From a purely material standpoint, there is little evidence that outright territorial annexation enjoys substantial domestic support within the United States. Polling throughout 2025 indicated strong public opposition to expansionist military adventures, with only marginal support for coercive territorial enlargement. Yet the primary function of these statements may not be literal annexationism.
Rather, their significance lies in strategic signalling.
In Bayesian terms, the administration appears to be deliberately increasing uncertainty regarding its reservation points, escalation thresholds, and long-term ambitions. Such ambiguity serves multiple purposes simultaneously: it reinforces perceptions of dominance, tests the psychological resilience of counterparts, compels allied governments to internalise greater security responsibilities, and shifts negotiations onto terrain defined increasingly by American initiative rather than institutional procedure.
The resulting dynamic contributes to a broader transformation in hemispheric politics. The Western Hemisphere is increasingly being reframed not as a cooperative liberal community, but as a core strategic zone governed by asymmetric power relationships and conditional sovereignty. Whether this transformation remains primarily rhetorical or evolves into a durable structural doctrine will significantly shape the future trajectory of North American and hemispheric geopolitics.
V. NATO, the Euro-Atlantic Alliance, and the Burden-Sharing Equilibrium
V.i. From Commitment to Conditionality
The transformation of the US–NATO relationship during the second Trump administration represents the most consequential restructuring of the Atlantic alliance since its founding in 1949. For nearly eight decades, NATO’s strategic credibility rested upon a central assumption: that American security guarantees, while occasionally debated domestically, remained fundamentally unconditional at the operational level. Article 5 functioned not merely as a legal commitment, but as a psychological and geopolitical certainty underpinning European strategic calculations, investment flows, military planning, and deterrence architecture throughout the Euro-Atlantic space.
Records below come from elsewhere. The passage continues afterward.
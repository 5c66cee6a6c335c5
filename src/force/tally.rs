//! Per-weapon equipment counts for reporting and loss application

use serde::{Deserialize, Serialize};

use crate::force::equipment::WeaponId;

/// On-hand and authorized counts, indexed by weapon
#[derive(Debug, Clone, PartialEq, Eq, Default, Serialize, Deserialize)]
pub struct Tally {
    pub on_hand: Vec<u32>,
    pub authorized: Vec<u32>,
}

impl Tally {
    /// An all-zero tally sized for `weapons` weapon types
    pub fn new(weapons: usize) -> Self {
        Self {
            on_hand: vec![0; weapons],
            authorized: vec![0; weapons],
        }
    }

    fn ensure(&mut self, weapon: WeaponId) {
        if weapon.0 >= self.on_hand.len() {
            self.on_hand.resize(weapon.0 + 1, 0);
            self.authorized.resize(weapon.0 + 1, 0);
        }
    }

    pub fn add(&mut self, weapon: WeaponId, on_hand: u32, authorized: u32) {
        self.ensure(weapon);
        self.on_hand[weapon.0] += on_hand;
        self.authorized[weapon.0] += authorized;
    }

    /// Fold another tally into this one
    pub fn merge(&mut self, other: &Tally) {
        for (i, (&on_hand, &authorized)) in other.on_hand.iter().zip(&other.authorized).enumerate() {
            self.add(WeaponId(i), on_hand, authorized);
        }
    }

    pub fn clear(&mut self) {
        self.on_hand.iter_mut().for_each(|n| *n = 0);
        self.authorized.iter_mut().for_each(|n| *n = 0);
    }

    pub fn on_hand(&self, weapon: WeaponId) -> u32 {
        self.on_hand.get(weapon.0).copied().unwrap_or(0)
    }

    pub fn authorized(&self, weapon: WeaponId) -> u32 {
        self.authorized.get(weapon.0).copied().unwrap_or(0)
    }

    pub fn total_on_hand(&self) -> u32 {
        self.on_hand.iter().sum()
    }

    pub fn total_authorized(&self) -> u32 {
        self.authorized.iter().sum()
    }

    /// Equipment missing from authorized strength, per weapon
    pub fn shortfall(&self) -> Vec<u32> {
        self.authorized
            .iter()
            .zip(&self.on_hand)
            .map(|(a, h)| a.saturating_sub(*h))
            .collect()
    }
}

#[cfg(test)]
mod tests {
    use super::*;

    #[test]
    fn test_add_grows() {
        let mut tally = Tally::new(2);
        tally.add(WeaponId(4), 3, 5);
        assert_eq!(tally.on_hand.len(), 5);
        assert_eq!(tally.on_hand(WeaponId(4)), 3);
        assert_eq!(tally.authorized(WeaponId(4)), 5);
        assert_eq!(tally.on_hand(WeaponId(9)), 0);
    }

    #[test]
    fn test_merge_and_shortfall() {
        let mut a = Tally::new(3);
        a.add(WeaponId(0), 8, 10);
        let mut b = Tally::new(3);
        b.add(WeaponId(0), 2, 2);
        b.add(WeaponId(2), 1, 4);
        a.merge(&b);

        assert_eq!(a.total_on_hand(), 11);
        assert_eq!(a.total_authorized(), 16);
        assert_eq!(a.shortfall(), vec![2, 0, 3]);

        a.clear();
        assert_eq!(a.total_on_hand(), 0);
    }
}
//! The combat record binding two groups at a hex
//!
//! A combat never advances on its own. `resolve` fast-forwards it from
//! `last_checked` to a given minute in one pass: categorize, fire, ration,
//! consume, deduct losses. The theater decides when that happens and what
//! follows.

use derive_more::Display;
use serde::{Deserialize, Serialize};

use crate::combat::endurance::{candidate, side_modifier, NextBreak};
use crate::combat::group::{involved_defense, CombatGroup, LossStep};
use crate::core::arena::Arena;
use crate::core::config::CombatConfig;
use crate::core::dice::Dice;
use crate::core::error::Anomaly;
use crate::core::types::{CombatId, DetachmentId, EventId, Minute, Side};
use crate::force::{Armory, Detachment};
use crate::map::{HexCoord, TerrainModifiers};

/// How the combat started. Infiltration may become a meeting in place;
/// an assault may spawn a new meeting when it ends. Never the reverse.
#[derive(Debug, Display, Clone, Copy, PartialEq, Eq, Hash, Serialize, Deserialize)]
pub enum CombatKind {
    #[display(fmt = "assault")]
    Assault,
    #[display(fmt = "infiltration")]
    Infiltration,
    #[display(fmt = "meeting engagement")]
    Meeting,
}

/// Figures from the last assessment, read by endurance and retreat
#[derive(Debug, Clone, Copy, PartialEq, Default, Serialize, Deserialize)]
pub struct CombatStats {
    /// Attack power over defense power
    pub ratio: f64,
    /// Defender line power per frontage, after terrain
    pub density: f64,
    /// Attacker line power per frontage, used in meeting engagements
    pub attacker_density: f64,
    /// Committed share of defensive potential in the last pass
    pub involved_defense: f64,
    /// Neighbors closed to the defenders: enemy-held, impassable or off-map
    pub blocked_hexes: u8,
    /// Neighbors under hostile zone of control
    pub semi_blocked_hexes: u8,
    pub passes: u32,
}

/// Everything a resolution pass reads or mutates besides the combat itself
pub struct Battlefield<'a> {
    pub detachments: &'a mut Arena<DetachmentId, Detachment>,
    pub armory: &'a Armory,
    pub config: &'a CombatConfig,
    pub dice: &'a mut Dice,
    pub anomalies: &'a mut Vec<Anomaly>,
}

#[derive(Debug, Clone, PartialEq, Serialize, Deserialize)]
pub struct Combat {
    pub id: CombatId,
    pub cell: HexCoord,
    pub kind: CombatKind,
    pub attackers: CombatGroup,
    pub defenders: CombatGroup,
    pub terrain: TerrainModifiers,
    /// Minute up to which losses have been applied
    pub last_checked: Minute,
    pub next_event: Option<EventId>,
    pub started: Minute,
    pub stats: CombatStats,
}

impl Combat {
    pub fn new(
        id: CombatId,
        cell: HexCoord,
        kind: CombatKind,
        now: Minute,
        terrain: TerrainModifiers,
    ) -> Self {
        Self {
            id,
            cell,
            kind,
            attackers: CombatGroup::new(Side::Attacker),
            defenders: CombatGroup::new(Side::Defender),
            terrain,
            last_checked: now,
            next_event: None,
            started: now,
            stats: CombatStats {
                ratio: 1.0,
                density: 1.0,
                attacker_density: 1.0,
                involved_defense: 1.0,
                ..CombatStats::default()
            },
        }
    }

    pub fn group(&self, side: Side) -> &CombatGroup {
        match side {
            Side::Attacker => &self.attackers,
            Side::Defender => &self.defenders,
        }
    }

    pub fn group_mut(&mut self, side: Side) -> &mut CombatGroup {
        match side {
            Side::Attacker => &mut self.attackers,
            Side::Defender => &mut self.defenders,
        }
    }

    pub fn side_of(&self, detachment: DetachmentId) -> Option<Side> {
        if self.attackers.contains(detachment) {
            Some(Side::Attacker)
        } else if self.defenders.contains(detachment) {
            Some(Side::Defender)
        } else {
            None
        }
    }

    pub fn contains(&self, detachment: DetachmentId) -> bool {
        self.side_of(detachment).is_some()
    }

    pub fn participants(&self) -> Vec<DetachmentId> {
        let mut all = self.attackers.detachments();
        all.extend(self.defenders.detachments());
        all
    }

    /// A combat with an empty side must terminate
    pub fn is_over(&self) -> bool {
        self.attackers.is_empty() || self.defenders.is_empty()
    }

    /// The side left standing, if exactly one is
    pub fn survivors(&self) -> Option<Side> {
        match (self.attackers.is_empty(), self.defenders.is_empty()) {
            (false, true) => Some(Side::Attacker),
            (true, false) => Some(Side::Defender),
            _ => None,
        }
    }

    /// Rebuild categories, potential fire, ratio and density
    ///
    /// No time passes. Detachments that vanished from the arena are dropped
    /// from the rosters and reported.
    pub fn assess(&mut self, field: &mut Battlefield) {
        for missing in self
            .attackers
            .prune(field.detachments)
            .into_iter()
            .chain(self.defenders.prune(field.detachments))
        {
            tracing::warn!("{} missing from {}", missing, self.id);
            field.anomalies.push(Anomaly::MissingDetachment(missing));
        }

        self.attackers.categorize(self.kind, field.detachments);
        self.defenders.categorize(self.kind, field.detachments);

        let density_factor = self.terrain.density_factor();
        if self.kind != CombatKind::Meeting {
            self.defenders.dress_line(
                field.detachments,
                field.armory,
                field.config,
                density_factor,
                field.dice,
            );
        }
        self.attackers.calculate_target_count(field.detachments);
        self.defenders.calculate_target_count(field.detachments);

        self.attackers
            .assess_fire(field.detachments, field.armory, field.config, field.anomalies);
        self.defenders
            .assess_fire(field.detachments, field.armory, field.config, field.anomalies);

        let config = field.config;
        let attack = self.attackers.power;
        let defense = self.defenders.power;
        self.stats.ratio = if attack <= 0.0 {
            tracing::warn!("bad ratio in {} at {:?}", self.id, self.cell);
            field.anomalies.push(Anomaly::BadRatio(self.id));
            config.min_endurance_modifier
        } else if defense <= 0.0 {
            config.max_endurance_modifier
        } else {
            attack / defense
        };

        let scale = density_factor / config.frontage_capacity;
        self.stats.density = self.defenders.line_power * scale;
        self.stats.attacker_density = self.attackers.line_power * scale;
    }

    /// Exchange fire for `elapsed` minutes using the current assessment
    pub fn exchange(&mut self, elapsed: f64, field: &mut Battlefield) {
        let config = field.config;
        self.attackers
            .ration(field.detachments, config, field.dice, elapsed);
        self.defenders
            .ration(field.detachments, config, field.dice, elapsed);

        let involved = if self.kind == CombatKind::Meeting {
            1.0
        } else {
            involved_defense(
                self.stats.ratio,
                self.stats.density,
                self.defenders.demand,
                elapsed,
                self.defenders.ammo_ratio,
                self.defenders.available_ammo,
                config,
            )
        };
        self.stats.involved_defense = involved;

        self.attackers.commit(1.0, elapsed);
        self.defenders.commit(involved, elapsed);
        self.attackers
            .consume(field.detachments, config, elapsed, 1.0, field.anomalies);
        self.defenders
            .consume(field.detachments, config, elapsed, involved, field.anomalies);

        let cover = self.terrain.cover();
        let at_defenders = self.attackers.rounds;
        let at_attackers = self.defenders.rounds;
        let mut attacker_losses = 0;
        let mut defender_losses = 0;
        for step in LossStep::ORDER {
            defender_losses += self.defenders.absorb(
                step,
                &at_defenders,
                field.detachments,
                field.armory,
                config,
                cover,
                field.dice,
            );
            attacker_losses += self.attackers.absorb(
                step,
                &at_attackers,
                field.detachments,
                field.armory,
                config,
                cover,
                field.dice,
            );
        }

        let weapons = field.armory.len();
        self.attackers.rebuild_tally(field.detachments, weapons);
        self.defenders.rebuild_tally(field.detachments, weapons);
        self.stats.passes += 1;

        tracing::debug!(
            "{} at {:?}: {:.0} min, ratio {:.2}, density {:.2}, involved {:.2}, losses {}/{}",
            self.kind,
            self.cell,
            elapsed,
            self.stats.ratio,
            self.stats.density,
            involved,
            attacker_losses,
            defender_losses
        );
    }

    /// Fast-forward from `last_checked` to `now`; false if no time passed
    pub fn resolve(&mut self, now: Minute, field: &mut Battlefield) -> bool {
        if now <= self.last_checked {
            return false;
        }
        let elapsed = (now - self.last_checked) as f64;
        self.assess(field);
        self.exchange(elapsed, field);
        self.last_checked = now;
        true
    }

    /// Earliest breaking point over both sides
    pub fn plan_next_break(&self, now: Minute, field: &mut Battlefield) -> Option<NextBreak> {
        let mut best: Option<NextBreak> = None;
        for side in [Side::Attacker, Side::Defender] {
            let modifier = side_modifier(side, self.kind, &self.stats, &self.terrain, field.config);
            for id in self.group(side).detachments() {
                let Some(det) = field.detachments.get(id) else {
                    continue;
                };
                if let Some(next) = candidate(field.dice, field.config, now, det, modifier) {
                    if best.map_or(true, |b| next.at < b.at) {
                        best = Some(next);
                    }
                }
            }
        }
        best
    }
}
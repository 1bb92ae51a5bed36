use std::fmt::Write;

use crate::models::{AnalyticsSummary, PredictionRecord};

fn share(count: usize, total: usize) -> f64 {
    if total == 0 {
        0.0
    } else {
        count as f64 * 100.0 / total as f64
    }
}

/// Markdown analytics report. `recent` is expected newest first.
pub fn build_report(summary: &AnalyticsSummary, recent: &[PredictionRecord]) -> String {
    let mut output = String::new();

    let _ = writeln!(output, "# Student Success Analytics");
    let _ = writeln!(
        output,
        "{} predictions recorded, mean success index {:.2}",
        summary.total, summary.mean_composite_score
    );
    let _ = writeln!(output);
    let _ = writeln!(output, "## Tier Distribution");

    for entry in summary.tier_counts.iter() {
        let _ = writeln!(
            output,
            "- {}: {} ({:.1}%)",
            entry.tier,
            entry.count,
            share(entry.count, summary.total)
        );
    }

    let _ = writeln!(output);
    let _ = writeln!(output, "## Recent Predictions");

    if recent.is_empty() {
        let _ = writeln!(output, "No predictions recorded yet.");
    } else {
        for record in recent.iter() {
            let _ = writeln!(
                output,
                "- #{} {} on {}: index {:.2}, {}",
                record.id,
                record.student_name.as_deref().unwrap_or("anonymous"),
                record.prediction_time.format("%Y-%m-%d %H:%M"),
                record.ssi_score,
                record.risk_tier
            );
        }
    }

    output
}

#[cfg(test)]
mod tests {
    use super::*;
    use crate::analytics::summarize;
    use crate::models::{FeatureRecord, Motivation, ParentSupport};
    use chrono::{TimeZone, Utc};

    fn sample(id: i64, name: Option<&str>, tier: &str, score: f64) -> PredictionRecord {
        PredictionRecord {
            id,
            student_name: name.map(str::to_string),
            input: FeatureRecord {
                study_hours: 20.0,
                attendance: 90.0,
                prev_grade: 85.0,
                motivation: Motivation::High,
                parent_support: ParentSupport::High,
            },
            ssi_score: score,
            risk_tier: tier.to_string(),
            recommendations: Vec::new(),
            prediction_time: Utc
                .with_ymd_and_hms(2026, 2, 2, 9, 30, 0)
                .single()
                .expect("valid timestamp"),
        }
    }

    #[test]
    fn report_lists_distribution_and_recent() {
        let records = vec![
            sample(2, Some("Kiara Patel"), "At Risk", 38.5),
            sample(1, None, "High Success", 92.0),
        ];
        let report = build_report(&summarize(&records), &records);

        assert!(report.contains("2 predictions recorded, mean success index 65.25"));
        assert!(report.contains("- High Success: 1 (50.0%)"));
        assert!(report.contains("- Standard: 0 (0.0%)"));
        assert!(report.contains("- #2 Kiara Patel on 2026-02-02 09:30: index 38.50, At Risk"));
        assert!(report.contains("- #1 anonymous"));
    }

    #[test]
    fn empty_report_is_still_complete() {
        let report = build_report(&summarize(&[]), &[]);
        assert!(report.contains("0 predictions recorded, mean success index 0.00"));
        assert!(report.contains("- At Risk: 0 (0.0%)"));
        assert!(report.contains("No predictions recorded yet."));
    }
}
The second Trump administration has altered this foundational assumption. Rather than treating alliance commitments as quasi-sacrosanct obligations embedded within a broader liberal order, the administration increasingly frames NATO through a transactional lens rooted in reciprocity, cost-efficiency, and burden redistribution. Trump’s repeated declaration — “If they don’t pay, I’m not going to defend them” — constitutes more than rhetorical provocation. It signals a qualitative shift from alliance solidarity toward conditional security provision.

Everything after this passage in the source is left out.